IL-7-dependent STAT-5 activation and CD8+ T cell proliferation are impaired in HIV infection.

This study tests the hypothesis that IL-7 signaling and activity of CD8(+) T cells are impaired in HIV infection. IL-7 is necessary for optimal CTL activity and T cell survival and proliferation. Defects in IL-7R signaling may contribute to impaired activity of IL-7 observed in progressive HIV disease. A decreased proportion of CD8(+) T cells expressing the IL-7Rα chain (CD127) in progressive HIV disease would be expected to affect IL-7 activity. Alternatively, disease-associated defects of remaining CD8(+)CD127(+) T cells may influence IL-7 responsiveness. Therefore, the IL-7 responsiveness of CD8(+)CD127(+) T cells from HIV(-) and untreated or treated HIV(+) individuals was investigated. Blood was collected from HIV(-) and untreated or effectively treated HIV(+) (<50 viral copies/ml for >1 year) individuals, and CD8(+)CD127(+) T cells were isolated and cultured with IL-7. Indicators of IL-7 signaling (P-STAT5) and activity (Bcl-2 and proliferation) were evaluated by flow cytometry.

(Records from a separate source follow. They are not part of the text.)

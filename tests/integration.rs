use std::sync::Arc;

use tempfile::TempDir;

use tablekv::api::rpc::example;
use tablekv::store::{
    BackendKind, ListOptions, ReadOptions, Store, StoreConfig, StoreError, WriteOptions,
};

fn file_config(dir: &TempDir) -> StoreConfig {
    StoreConfig {
        backend: BackendKind::File,
        data_dir: dir.path().join("tables").to_str().unwrap().to_string(),
        default_table: "default".to_string(),
        reap_interval_ms: 100,
        request_timeout_secs: Some(15),
        max_log_bytes: 1024 * 1024,
    }
}

/// The observed CLI scenario, end to end over a durable store.
#[tokio::test]
async fn test_store_scenario() {
    let temp_dir = TempDir::new().unwrap();
    let store = Store::open(file_config(&temp_dir)).unwrap();

    // Reading before anything is written fails with "not found"
    let err = store
        .read(None, "somekey", ReadOptions::default())
        .await
        .unwrap_err();
    assert!(err.to_string().contains("not found"));

    store
        .write(None, "somekey", b"val1".to_vec(), WriteOptions::default())
        .await
        .unwrap();

    let records = store.read(None, "somekey", ReadOptions::default()).await.unwrap();
    assert_eq!(records.len(), 1);
    assert_eq!(records[0].value, b"val1");

    store.delete(None, "somekey").await.unwrap();
    let err = store
        .read(None, "somekey", ReadOptions::default())
        .await
        .unwrap_err();
    assert!(err.to_string().contains("not found"));

    // Prefixes
    store
        .write(None, "somekey1", b"val1".to_vec(), WriteOptions::default())
        .await
        .unwrap();
    store
        .write(None, "somekey2", b"val2".to_vec(), WriteOptions::default())
        .await
        .unwrap();

    // The exact key "somekey" still does not exist
    let err = store
        .read(None, "somekey", ReadOptions::default())
        .await
        .unwrap_err();
    assert!(matches!(err, StoreError::KeyNotFound(_)));

    let records = store
        .read(
            None,
            "somekey",
            ReadOptions {
                prefix: true,
                ..ReadOptions::default()
            },
        )
        .await
        .unwrap();
    let values: Vec<&[u8]> = records.iter().map(|r| r.value.as_slice()).collect();
    assert_eq!(values, vec![b"val1".as_slice(), b"val2".as_slice()]);
    let keys: Vec<&str> = records.iter().map(|r| r.key.as_str()).collect();
    assert_eq!(keys, vec!["somekey1", "somekey2"]);

    let listed = store.list(None, ListOptions::default()).await.unwrap();
    assert!(listed.contains(&"somekey1".to_string()));
    assert!(listed.contains(&"somekey2".to_string()));

    store.shutdown();
}

/// Data written through one store instance is visible after reopening the
/// same data directory.
#[tokio::test]
async fn test_store_survives_restart() {
    let temp_dir = TempDir::new().unwrap();

    {
        let store = Store::open(file_config(&temp_dir)).unwrap();
        store
            .write(None, "persisted", b"still here".to_vec(), WriteOptions::default())
            .await
            .unwrap();
        store.shutdown();
    }

    let store = Store::open(file_config(&temp_dir)).unwrap();
    let records = store.read(None, "persisted", ReadOptions::default()).await.unwrap();
    assert_eq!(records[0].value, b"still here");
    store.shutdown();
}

/// The example service method set, invoked in-process the way a deployed
/// service would call the store.
#[tokio::test]
async fn test_example_service_methods() {
    let temp_dir = TempDir::new().unwrap();
    let store = Store::open(file_config(&temp_dir)).unwrap();

    example::test_list(&store).await.unwrap();
    example::test_list_limit(&store).await.unwrap();
    example::test_list_offset(&store).await.unwrap();
    example::test_expiry(&store).await.unwrap();

    store.shutdown();
}

/// Full HTTP round trip: the CLI's ApiClient against a running API server.
#[tokio::test]
async fn test_http_facade_round_trip() {
    use std::time::Duration;

    use tablekv::ctl::client::ApiClient;

    let temp_dir = TempDir::new().unwrap();
    let store = Arc::new(Store::open(file_config(&temp_dir)).unwrap());

    let listener = tokio::net::TcpListener::bind("127.0.0.1:0").await.unwrap();
    let addr = listener.local_addr().unwrap();
    let app = tablekv::api::app(store.clone());
    tokio::spawn(async move {
        axum::serve(listener, app).await.unwrap();
    });

    let client = ApiClient::new(
        &format!("http://{addr}"),
        None,
        Duration::from_secs(15),
    )
    .unwrap();

    // Read of a missing key surfaces the server's "not found" message
    let err = client.read("somekey", false, None, 0).await.unwrap_err();
    assert!(err.to_string().contains("not found"));

    client.write("somekey1", b"val1", None).await.unwrap();
    client.write("somekey2", b"val2", None).await.unwrap();

    let records = client.read("somekey", true, None, 0).await.unwrap();
    assert_eq!(records.len(), 2);
    assert_eq!(records[0].key, "somekey1");
    assert_eq!(records[1].key, "somekey2");

    let keys = client.list(None, None, 0).await.unwrap();
    assert_eq!(keys, vec!["somekey1".to_string(), "somekey2".to_string()]);

    let keys = client.list(Some("somekey"), Some(1), 1).await.unwrap();
    assert_eq!(keys, vec!["somekey2".to_string()]);

    client.delete("somekey1").await.unwrap();
    // Idempotent delete over HTTP as well
    client.delete("somekey1").await.unwrap();

    let keys = client.list(None, None, 0).await.unwrap();
    assert_eq!(keys, vec!["somekey2".to_string()]);

    // RPC dispatch: the example service method set
    let http = reqwest::Client::new();
    for method in ["TestList", "TestListLimit", "TestListOffset"] {
        let resp = http
            .post(format!("http://{addr}/rpc/example/{method}"))
            .send()
            .await
            .unwrap();
        assert!(resp.status().is_success(), "{method} failed");
    }

    let resp = http
        .post(format!("http://{addr}/rpc/example/NoSuchMethod"))
        .send()
        .await
        .unwrap();
    assert_eq!(resp.status(), reqwest::StatusCode::NOT_FOUND);

    store.shutdown();
}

Isolated CD8(+)CD127(+) T cells from untreated HIV(+) individuals expressed significantly less P-STAT5 in response to IL-7 compared with CD8(+)CD127(+) T cells from HIV(-) individuals. In effectively treated HIV(+) individuals, CD8(+)CD127(+) T cells also expressed significantly lower levels of P-STAT5 compared with HIV(-) individuals. IL-7-dependent proliferation of CD8(+)CD127(+) T cells from untreated HIV(+) individuals was similarly impaired. In contrast, IL-7-induced Bcl-2 expression was not impaired in CD8(+)CD127(+) T cells from HIV(+) individuals. These data demonstrate that IL-7/IL-7R dysfunction in HIV infection may contribute to IL-7-specific signaling defects. Decreased, IL-7-dependent activation of STAT5 and impaired proliferation may negatively impact the maintenance of CD8(+) T cell responsiveness in HIV infection.